- _Data for the task_
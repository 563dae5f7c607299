//! Result pages.
//!
//! A [`Page`] pairs the documents returned by a request with the
//! configuration that fetched them. A [`SearchPage`] adds the result
//! metadata reported by the search endpoint.

use std::ops::Deref;
use std::slice;
use std::time::Duration;

use serde::Deserialize;

use crate::query::{PageConfig, SearchConfig};

/// A single page of documents.
#[derive(Debug, Clone, PartialEq)]
pub struct Page<T, C = PageConfig> {
    results: Vec<T>,
    config: C,
}

impl<T, C> Page<T, C> {
    /// Create a page from its results and the config that fetched them.
    pub fn new(results: Vec<T>, config: C) -> Self {
        Self { results, config }
    }

    /// The documents on this page.
    pub fn results(&self) -> &[T] {
        &self.results
    }

    /// The configuration used to fetch this page.
    pub fn config(&self) -> &C {
        &self.config
    }

    /// Number of documents on this page.
    pub fn len(&self) -> usize {
        self.results.len()
    }

    /// Whether the page holds no documents.
    pub fn is_empty(&self) -> bool {
        self.results.is_empty()
    }

    /// Iterate over the documents.
    pub fn iter(&self) -> slice::Iter<'_, T> {
        self.results.iter()
    }

    /// Take the documents out of the page.
    pub fn into_results(self) -> Vec<T> {
        self.results
    }
}

impl<T, C> IntoIterator for Page<T, C> {
    type Item = T;
    type IntoIter = std::vec::IntoIter<T>;

    fn into_iter(self) -> Self::IntoIter {
        self.results.into_iter()
    }
}

impl<'a, T, C> IntoIterator for &'a Page<T, C> {
    type Item = &'a T;
    type IntoIter = slice::Iter<'a, T>;

    fn into_iter(self) -> Self::IntoIter {
        self.results.iter()
    }
}

/// A single page of search results.
#[derive(Debug, Clone, PartialEq)]
pub struct SearchPage<T> {
    page: Page<T, SearchConfig>,
    total_hits: u64,
    is_count_exhaustive: bool,
    processing_time: Duration,
}

impl<T> SearchPage<T> {
    pub(crate) fn from_response(response: SearchResponse<T>, config: SearchConfig) -> Self {
        Self {
            page: Page::new(response.hits, config),
            total_hits: response.nb_hits,
            is_count_exhaustive: response.exhaustive_nb_hits,
            processing_time: Duration::from_millis(response.processing_time_ms),
        }
    }

    /// Total number of hits reported by the server.
    pub fn total_hits(&self) -> u64 {
        self.total_hits
    }

    /// Whether `total_hits` is exact.
    pub fn is_count_exhaustive(&self) -> bool {
        self.is_count_exhaustive
    }

    /// Time the server spent on the query.
    pub fn processing_time(&self) -> Duration {
        self.processing_time
    }

    /// Take the underlying page.
    pub fn into_page(self) -> Page<T, SearchConfig> {
        self.page
    }
}

impl<T> Deref for SearchPage<T> {
    type Target = Page<T, SearchConfig>;

    fn deref(&self) -> &Self::Target {
        &self.page
    }
}

impl<T> IntoIterator for SearchPage<T> {
    type Item = T;
    type IntoIter = std::vec::IntoIter<T>;

    fn into_iter(self) -> Self::IntoIter {
        self.page.into_iter()
    }
}

/// Body of a search response.
#[derive(Debug, Deserialize)]
#[serde(rename_all = "camelCase")]
pub(crate) struct SearchResponse<T> {
    pub hits: Vec<T>,
    #[serde(default)]
    pub nb_hits: u64,
    #[serde(default)]
    pub exhaustive_nb_hits: bool,
    #[serde(default)]
    pub processing_time_ms: u64,
}
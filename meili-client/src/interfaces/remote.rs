//! Remote (transport) trait definition.
//!
//! This module defines the abstract interface for carrying a [`Request`] to
//! the server and bringing back its [`Response`].

use std::fmt;

use async_trait::async_trait;

use crate::errors::TransportError;
use crate::types::{Request, Response};

/// HTTP methods used by the Meilisearch REST API.
#[derive(Debug, Clone, Copy, PartialEq, Eq, Hash)]
pub enum Method {
    Get,
    Post,
    Put,
    Delete,
}

impl Method {
    /// The method name as sent on the wire.
    pub fn as_str(self) -> &'static str {
        match self {
            Self::Get => "GET",
            Self::Post => "POST",
            Self::Put => "PUT",
            Self::Delete => "DELETE",
        }
    }
}

impl fmt::Display for Method {
    fn fmt(&self, f: &mut fmt::Formatter<'_>) -> fmt::Result {
        f.write_str(self.as_str())
    }
}

/// Abstract interface for communicating with a Meilisearch server.
///
/// Implementations handle the mechanics of the exchange (connection pooling,
/// TLS, authentication headers) while this trait exposes one call per request.
/// The verb-specific methods are `execute` pinned to a method.
///
/// # Thread Safety
///
/// All implementations must be `Send + Sync`: a single remote is shared by
/// every index and update handed out by a [`Client`](crate::Client) and may
/// be called concurrently. Implementations must not keep request bodies past
/// the call.
///
/// # Error Handling
///
/// Network failures are reported as [`TransportError`]. Any status the server
/// answers with, including 4xx and 5xx, is a successful exchange and comes
/// back as a [`Response`].
#[async_trait]
pub trait Remote: Send + Sync {
    /// Execute the request with the given method.
    async fn execute(&self, method: Method, request: Request) -> Result<Response, TransportError>;

    /// Perform a GET on the given resource.
    async fn get(&self, request: Request) -> Result<Response, TransportError> {
        self.execute(Method::Get, request).await
    }

    /// Perform a POST on the given resource.
    async fn post(&self, request: Request) -> Result<Response, TransportError> {
        self.execute(Method::Post, request).await
    }

    /// Perform a PUT on the given resource.
    async fn put(&self, request: Request) -> Result<Response, TransportError> {
        self.execute(Method::Put, request).await
    }

    /// Perform a DELETE on the given resource.
    async fn delete(&self, request: Request) -> Result<Response, TransportError> {
        self.execute(Method::Delete, request).await
    }
}

#[cfg(test)]
mod tests {
    use super::*;
    use std::sync::Mutex;

    struct RecordingRemote {
        calls: Mutex<Vec<(Method, String)>>,
    }

    #[async_trait]
    impl Remote for RecordingRemote {
        async fn execute(
            &self,
            method: Method,
            request: Request,
        ) -> Result<Response, TransportError> {
            self.calls
                .lock()
                .unwrap()
                .push((method, request.path().to_string()));
            Ok(Response::empty(200))
        }
    }

    #[tokio::test]
    async fn test_verb_methods_delegate_to_execute() {
        let remote = RecordingRemote {
            calls: Mutex::new(Vec::new()),
        };

        remote.get(Request::new("/a")).await.unwrap();
        remote.post(Request::new("/b")).await.unwrap();
        remote.put(Request::new("/c")).await.unwrap();
        remote.delete(Request::new("/d")).await.unwrap();

        let calls = remote.calls.lock().unwrap();
        assert_eq!(
            *calls,
            vec![
                (Method::Get, "/a".to_string()),
                (Method::Post, "/b".to_string()),
                (Method::Put, "/c".to_string()),
                (Method::Delete, "/d".to_string()),
            ]
        );
    }

    #[test]
    fn test_method_display() {
        assert_eq!(Method::Delete.to_string(), "DELETE");
        assert_eq!(Method::Get.as_str(), "GET");
    }
}
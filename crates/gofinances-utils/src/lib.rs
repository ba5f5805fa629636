//! Utility functions and helpers
//!
//! Formatting is pure: every function receives the [`Locale`] it renders
//! with, nothing reads process-wide locale state.

pub mod currency;
pub mod date;

use serde::{Deserialize, Serialize};

pub use currency::{format_currency, signed_currency_label};
pub use date::{format_local_date, DateValue, INVALID_DATE};

/// Direction of a transaction
#[derive(Debug, Clone, Copy, PartialEq, Eq, Serialize, Deserialize)]
#[serde(rename_all = "lowercase")]
pub enum TransactionType {
    /// Money coming in
    Income,
    /// Money going out
    Outcome,
}

impl std::str::FromStr for TransactionType {
    type Err = String;
    fn from_str(s: &str) -> Result<Self, Self::Err> {
        match s {
            "income" => Ok(TransactionType::Income),
            "outcome" => Ok(TransactionType::Outcome),
            _ => Err(format!("Invalid transaction type: {}", s)),
        }
    }
}

impl std::fmt::Display for TransactionType {
    fn fmt(&self, f: &mut std::fmt::Formatter<'_>) -> std::fmt::Result {
        match self {
            TransactionType::Income => write!(f, "income"),
            TransactionType::Outcome => write!(f, "outcome"),
        }
    }
}

/// Currency symbol position
#[derive(Debug, Clone, Copy, PartialEq, Eq, Serialize, Deserialize)]
#[serde(rename_all = "lowercase")]
pub enum SymbolPosition {
    Before,
    After,
}

impl Default for SymbolPosition {
    fn default() -> Self {
        SymbolPosition::Before
    }
}

/// Number and date conventions used when rendering values
#[derive(Debug, Clone, PartialEq, Serialize, Deserialize)]
pub struct Locale {
    /// Currency symbol, e.g. `R$`
    pub currency_symbol: String,
    /// Separator between groups of three integer digits
    pub thousands_separator: String,
    /// Separator between integer and fractional digits
    pub decimal_separator: String,
    /// Fractional digits to show
    pub decimal_places: u32,
    /// Where the symbol goes relative to the number
    pub symbol_position: SymbolPosition,
    /// Text placed between symbol and number
    pub symbol_spacing: String,
    /// Offset from UTC, in minutes, used when printing calendar dates
    pub utc_offset_minutes: i32,
}

impl Locale {
    /// Brazilian Portuguese with Brazilian reais (`R$ 1.234,56`, `24/05/2020`)
    pub fn pt_br() -> Self {
        Self {
            currency_symbol: "R$".to_string(),
            thousands_separator: ".".to_string(),
            decimal_separator: ",".to_string(),
            decimal_places: 2,
            symbol_position: SymbolPosition::Before,
            symbol_spacing: "\u{a0}".to_string(),
            utc_offset_minutes: 0,
        }
    }

    /// Same locale, printing dates at another UTC offset
    pub fn with_utc_offset(mut self, minutes: i32) -> Self {
        self.utc_offset_minutes = minutes;
        self
    }
}

impl Default for Locale {
    fn default() -> Self {
        Locale::pt_br()
    }
}

/// Insert `separator` between every group of three digits, counting from the right
pub fn group_digits(digits: &str, separator: &str) -> String {
    let mut result = String::with_capacity(digits.len() + digits.len() / 3 * separator.len());
    let len = digits.chars().count();
    for (i, c) in digits.chars().enumerate() {
        if i > 0 && (len - i) % 3 == 0 {
            result.push_str(separator);
        }
        result.push(c);
    }
    result
}

/// Escape text for interpolation into HTML content or attribute values
pub fn escape_html(content: &str) -> String {
    let mut out = String::with_capacity(content.len());
    for c in content.chars() {
        match c {
            '&' => out.push_str("&amp;"),
            '<' => out.push_str("&lt;"),
            '>' => out.push_str("&gt;"),
            '"' => out.push_str("&quot;"),
            '\'' => out.push_str("&#39;"),
            _ => out.push(c),
        }
    }
    out
}
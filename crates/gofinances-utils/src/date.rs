//! Calendar date formatting (`dd/mm/yyyy`)

use chrono::{DateTime, Datelike, FixedOffset, NaiveDate, NaiveDateTime, Offset, TimeZone, Utc};

use crate::Locale;

/// Text rendered for anything that does not resolve to a date
pub const INVALID_DATE: &str = "Invalid Date";

/// Largest timestamp magnitude accepted, in milliseconds (100 million days)
const MAX_TIMESTAMP_MILLIS: f64 = 8.64e15;

/// Something that can be shown as a date
#[derive(Debug, Clone, PartialEq)]
pub enum DateValue {
    /// An instant
    DateTime(DateTime<Utc>),
    /// Milliseconds since the Unix epoch
    Timestamp(f64),
    /// ISO-8601 text as received from the API
    Text(String),
}

impl DateValue {
    /// Resolve to an instant. Naive date-times are read in `offset`,
    /// bare dates as UTC midnight.
    pub fn resolve(&self, offset: &FixedOffset) -> Option<DateTime<Utc>> {
        match self {
            DateValue::DateTime(dt) => Some(*dt),
            DateValue::Timestamp(millis) => {
                if !millis.is_finite() || millis.abs() > MAX_TIMESTAMP_MILLIS {
                    return None;
                }
                DateTime::from_timestamp_millis(millis.trunc() as i64)
            }
            DateValue::Text(text) => parse_text(text.trim(), offset),
        }
    }
}

fn parse_text(text: &str, offset: &FixedOffset) -> Option<DateTime<Utc>> {
    if let Ok(dt) = DateTime::parse_from_rfc3339(text) {
        return Some(dt.with_timezone(&Utc));
    }

    // `2020-05-24 00:00:00` reads like `2020-05-24T00:00:00`
    let mut text = text.to_string();
    if text.as_bytes().get(10) == Some(&b' ') {
        text.replace_range(10..11, "T");
    }

    let zoned = match text.strip_suffix('Z').or_else(|| text.strip_suffix('z')) {
        Some(local) => format!("{}+00:00", local),
        None => text.clone(),
    };
    // %z takes both `+00:00` and `+0000`
    for pattern in ["%Y-%m-%dT%H:%M:%S%.f%z", "%Y-%m-%dT%H:%M%z"] {
        if let Ok(dt) = DateTime::parse_from_str(&zoned, pattern) {
            return Some(dt.with_timezone(&Utc));
        }
    }

    for pattern in ["%Y-%m-%dT%H:%M:%S%.f", "%Y-%m-%dT%H:%M"] {
        if let Ok(naive) = NaiveDateTime::parse_from_str(&text, pattern) {
            return offset
                .from_local_datetime(&naive)
                .single()
                .map(|dt| dt.with_timezone(&Utc));
        }
    }

    NaiveDate::parse_from_str(&text, "%Y-%m-%d")
        .ok()
        .and_then(|date| date.and_hms_opt(0, 0, 0))
        .map(|naive| naive.and_utc())
}

impl From<DateTime<Utc>> for DateValue {
    fn from(value: DateTime<Utc>) -> Self {
        DateValue::DateTime(value)
    }
}

impl From<NaiveDate> for DateValue {
    fn from(value: NaiveDate) -> Self {
        match value.and_hms_opt(0, 0, 0) {
            Some(naive) => DateValue::DateTime(naive.and_utc()),
            None => DateValue::Timestamp(f64::NAN),
        }
    }
}

impl From<f64> for DateValue {
    fn from(value: f64) -> Self {
        DateValue::Timestamp(value)
    }
}

impl From<i64> for DateValue {
    fn from(value: i64) -> Self {
        DateValue::Timestamp(value as f64)
    }
}

impl From<&str> for DateValue {
    fn from(value: &str) -> Self {
        DateValue::Text(value.to_string())
    }
}

impl From<String> for DateValue {
    fn from(value: String) -> Self {
        DateValue::Text(value)
    }
}

/// Render a value as `dd/mm/yyyy` in the locale's UTC offset, or [`INVALID_DATE`]
pub fn format_local_date(value: impl Into<DateValue>, locale: &Locale) -> String {
    let offset = FixedOffset::east_opt(locale.utc_offset_minutes.saturating_mul(60))
        .unwrap_or_else(|| Utc.fix());

    match value.into().resolve(&offset) {
        Some(instant) => {
            let local = instant.with_timezone(&offset);
            format!("{:02}/{:02}/{}", local.day(), local.month(), local.year())
        }
        None => INVALID_DATE.to_string(),
    }
}
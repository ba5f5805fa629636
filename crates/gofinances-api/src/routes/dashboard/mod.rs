//! Dashboard routes - Balance summary cards and transactions table
//!
//! The page is served in its loading state and asks for
//! `/dashboard/content` once, on load. That request performs the single
//! upstream read and returns the loaded fragment.
//!
//! Structure:
//! - api.rs: JSON API and HTMX endpoints
//! - page.rs: Full page rendering

pub mod api;
pub mod page;

pub use api::{api_dashboard, htmx_dashboard_content};
pub use page::{page_dashboard, render_dashboard};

- _What is needed_
In the entries above, locate every line with the word "Duration" and copy it.

- _Result_
use std::time::Duration;
    processing_time: Duration,
            processing_time: Duration::from_millis(response.processing_time_ms),
    pub fn processing_time(&self) -> Duration {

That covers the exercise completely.